New Website
As everyone can see, we're going live with our new website. Hope you'll like it!
As FOSDEM is a highly technical conference, everyone expects us to give some technical details about our new website ;).
After using Drupal for several years, we decided to switch to using a static website generator, for several reasons:
- almost all our content is static: we don't use comment forms (feedback and discussions happens through our mailing-lists or IRC channel) or anything else that would require something executable on the server, as all the aspects of the schedule go through our conference organization application (Pentabarf, developed by Sven Klemm and some other good folks at the CCC for the purpose of organizing their well known conference)
- Drupal security maintenance is quite a pain for busy people, and that also applies once the conference is over and done with (although we did resort to "freezing" websites of past editions as a static copy, but that is not an entirely smooth process)
- after a few years, our website definitely needed an overhaul (including its looks)
- we have a pretty repetitive workflow every year, and we felt that Drupal didn't support it very well and required a lot of dirty hacks
- we wanted proper version control for our content
So the quest for the right tool for the job began, and after briefly investigating a few options such as Jekyll, Octopress, we ran into nanoc, and we were sold.
Mind you, we're not saying that Drupal isn't fit for the job, but merely that it wasn't fitting our needs and workflow very well. At least, a static site generator like nanoc definitely does so a lot better.
While we did have to implement a lot of custom code to automate our processes and workflow as much as possible (also in order to make it less error-prone, and because we're lazy, obviously), nanoc really turned out to be a great framework that took away a ton of nitty-gritty, trivial and not so trivial tasks.
Most of the content of our website stems from the Pentabarf database, from which we export a lot of content which is then used to generate over a thousand pages (when the schedule is final or at least approaching the deadline of the conference).
Now, there is one "dynamic" thing on our website, which can hardly be implemented in a static way: the search feature. For that, we use the stunningly brilliant Apache Solr as search and indexing server, with some glue code in nanoc to feed it with content, as well as a tiny web application using the not less stellar Sinatra framework for interfacing with users.

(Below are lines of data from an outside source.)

//! MySQL 프로토콜 패킷 처리
//!
//! 패킷 = 길이(3 bytes LE) + 시퀀스(1 byte) + 본문.
//! 본문이 0xFFFFFF 이상이면 여러 패킷으로 나뉘어 전송된다.

use crate::error::{CdcError, Result};
use byteorder::{LittleEndian, ReadBytesExt};
use std::io::{Cursor, ErrorKind, Read};
use std::time::Duration;
use tokio::io::{AsyncRead, AsyncWrite};
use tokio::net::TcpStream;
use tracing::debug;

/// 패킷 하나에 담을 수 있는 최대 본문 길이
pub const MAX_PACKET_LENGTH: usize = 0xFF_FFFF;

/// 패킷 채널이 올라갈 수 있는 스트림 (TCP, 테스트용 duplex 등)
pub trait PacketStream: AsyncRead + AsyncWrite + Send + Unpin {}

impl<T: AsyncRead + AsyncWrite + Send + Unpin> PacketStream for T {}

/// MySQL 패킷 채널
pub struct PacketChannel {
    stream: Box<dyn PacketStream>,
    sequence: u8,
}

impl PacketChannel {
    /// 새 패킷 채널 생성 (TCP 연결)
    pub async fn connect(hostname: &str, port: u16, timeout: Duration) -> Result<Self> {
        let addr = format!("{}:{}", hostname, port);
        let stream = tokio::time::timeout(timeout, TcpStream::connect(&addr))
            .await
            .map_err(|_| CdcError::ConnectionError(format!("Timed out connecting to {}", addr)))?
            .map_err(|e| CdcError::ConnectionError(format!("Failed to connect to {}: {}", addr, e)))?;
        stream.set_nodelay(true)?;

        debug!("Connected to MySQL at {}", addr);

        Ok(Self::from_stream(stream))
    }

    pub fn from_stream(stream: impl PacketStream + 'static) -> Self {
        PacketChannel {
            stream: Box::new(stream),
            sequence: 0,
        }
    }

    /// 패킷 읽기 (분할 패킷은 이어 붙인다)
    pub async fn read_packet(&mut self) -> Result<Vec<u8>> {
        use tokio::io::AsyncReadExt;

        let mut payload = Vec::new();
        loop {
            let mut header = [0u8; 4];
            self.stream.read_exact(&mut header).await.map_err(|e| match e.kind() {
                ErrorKind::UnexpectedEof => {
                    CdcError::ConnectionError("Connection closed by server".to_string())
                }
                _ => CdcError::from(e),
            })?;
            let length = u32::from_le_bytes([header[0], header[1], header[2], 0]) as usize;
            self.sequence = header[3].wrapping_add(1);

            let start = payload.len();
            payload.resize(start + length, 0);
            self.stream.read_exact(&mut payload[start..]).await?;

            if length < MAX_PACKET_LENGTH {
                return Ok(payload);
            }
        }
    }

    /// 현재 시퀀스로 패킷 쓰기
    pub async fn write_packet(&mut self, data: &[u8]) -> Result<()> {
        use tokio::io::AsyncWriteExt;

        for chunk in data.chunks(MAX_PACKET_LENGTH) {
            self.write_chunk(chunk).await?;
        }
        // 길이가 최대치의 배수(0 포함)면 빈 패킷으로 끝을 알린다
        if data.len() % MAX_PACKET_LENGTH == 0 {
            self.write_chunk(&[]).await?;
        }
        self.stream.flush().await?;
        Ok(())
    }

    /// 새 명령 시작 (시퀀스 0)
    pub async fn write_command(&mut self, data: &[u8]) -> Result<()> {
        self.sequence = 0;
        self.write_packet(data).await
    }

    async fn write_chunk(&mut self, chunk: &[u8]) -> Result<()> {
        use tokio::io::AsyncWriteExt;

        let length = (chunk.len() as u32).to_le_bytes();
        let header = [length[0], length[1], length[2], self.sequence];
        self.sequence = self.sequence.wrapping_add(1);

        self.stream.write_all(&header).await?;
        self.stream.write_all(chunk).await?;
        Ok(())
    }

    pub async fn shutdown(&mut self) -> Result<()> {
        use tokio::io::AsyncWriteExt;

        self.stream.shutdown().await?;
        Ok(())
    }
}

/// Greeting 패킷 (Protocol::HandshakeV10)
#[derive(Debug, Clone)]
pub struct GreetingPacket {
    pub protocol_version: u8,
    pub server_version: String,
    pub thread_id: u32,
    pub scramble: Vec<u8>,
    pub server_capabilities: u32,
    pub server_collation: u8,
    pub server_status: u16,
    pub auth_plugin_name: String,
}

impl GreetingPacket {
    pub fn parse(data: &[u8]) -> Result<Self> {
        if is_error_packet(data) {
            return Err(parse_error_packet(data));
        }
        Self::parse_v10(data).map_err(|e| e.malformed("greeting packet"))
    }

    fn parse_v10(data: &[u8]) -> Result<Self> {
        let mut cursor = Cursor::new(data);

        let protocol_version = cursor.read_u8()?;
        if protocol_version != 10 {
            return Err(CdcError::ProtocolError(format!(
                "unsupported protocol version {}",
                protocol_version
            )));
        }

        let server_version = read_null_terminated_string(&mut cursor)?;
        let thread_id = cursor.read_u32::<LittleEndian>()?;

        // Auth plugin data part 1 (8 bytes) + filler
        let mut scramble = vec![0u8; 8];
        cursor.read_exact(&mut scramble)?;
        cursor.read_u8()?;

        let capabilities_lower = cursor.read_u16::<LittleEndian>()?;
        let server_collation = cursor.read_u8()?;
        let server_status = cursor.read_u16::<LittleEndian>()?;
        let capabilities_upper = cursor.read_u16::<LittleEndian>()?;
        let server_capabilities = (capabilities_upper as u32) << 16 | capabilities_lower as u32;

        let auth_data_len = cursor.read_u8()?;
        let mut reserved = [0u8; 10];
        cursor.read_exact(&mut reserved)?;

        // Auth plugin data part 2 (최소 13 bytes, 마지막은 NUL)
        let part2_len = std::cmp::max(13, auth_data_len.saturating_sub(8)) as usize;
        let mut part2 = vec![0u8; part2_len];
        cursor.read_exact(&mut part2)?;
        scramble.extend_from_slice(&part2[..part2_len - 1]);

        let auth_plugin_name = if server_capabilities & crate::auth::capabilities::PLUGIN_AUTH != 0 {
            read_null_terminated_string(&mut cursor).unwrap_or_default()
        } else {
            String::new()
        };

        Ok(GreetingPacket {
            protocol_version,
            server_version,
            thread_id,
            scramble,
            server_capabilities,
            server_collation,
            server_status,
            auth_plugin_name,
        })
    }
}

/// null로 끝나는 문자열 읽기 (NUL 이 없으면 끝까지)
fn read_null_terminated_string<R: Read>(reader: &mut R) -> Result<String> {
    let mut bytes = Vec::new();
    loop {
        match reader.read_u8() {
            Ok(0) => break,
            Ok(byte) => bytes.push(byte),
            Err(e) if e.kind() == ErrorKind::UnexpectedEof && !bytes.is_empty() => break,
            Err(e) => return Err(e.into()),
        }
    }
    Ok(String::from_utf8_lossy(&bytes).to_string())
}

/// Error 패킷 확인
pub fn is_error_packet(data: &[u8]) -> bool {
    data.first() == Some(&0xFF)
}

/// OK 패킷 확인
pub fn is_ok_packet(data: &[u8]) -> bool {
    data.first() == Some(&0x00)
}

/// EOF 패킷 확인 (0xFE, 9 bytes 미만)
pub fn is_eof_packet(data: &[u8]) -> bool {
    data.first() == Some(&0xFE) && data.len() < 9
}

/// ERR 패킷 메시지
///
/// 0xFF + 에러 코드(2) + ['#' + SQL state(5)] + 메시지
pub fn error_message(data: &[u8]) -> String {
    if data.len() < 3 {
        return "Malformed error packet".to_string();
    }

    let code = u16::from_le_bytes([data[1], data[2]]);
    let message = if data.get(3) == Some(&b'#') && data.len() >= 9 {
        String::from_utf8_lossy(&data[9..])
    } else {
        String::from_utf8_lossy(&data[3..])
    };
    format!("Server error {}: {}", code, message)
}

/// ERR 패킷 -> ConnectionError
pub fn parse_error_packet(data: &[u8]) -> CdcError {
    CdcError::ConnectionError(error_message(data))
}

So, from a technical perspective, our special thanks go to the following people and projects:
- Denis Defreyne, the main author and maintainer of nanoc, which we are using extensively for our website (as briefly explained above), and especially for his support and his hard work on such a great tool
- Sven Klemm and other contributors from the Chaos Computer Club, Sven being the main author and maintainer of Pentabarf, which we rely on a lot for managing the schedule of the conference (as does the CCC)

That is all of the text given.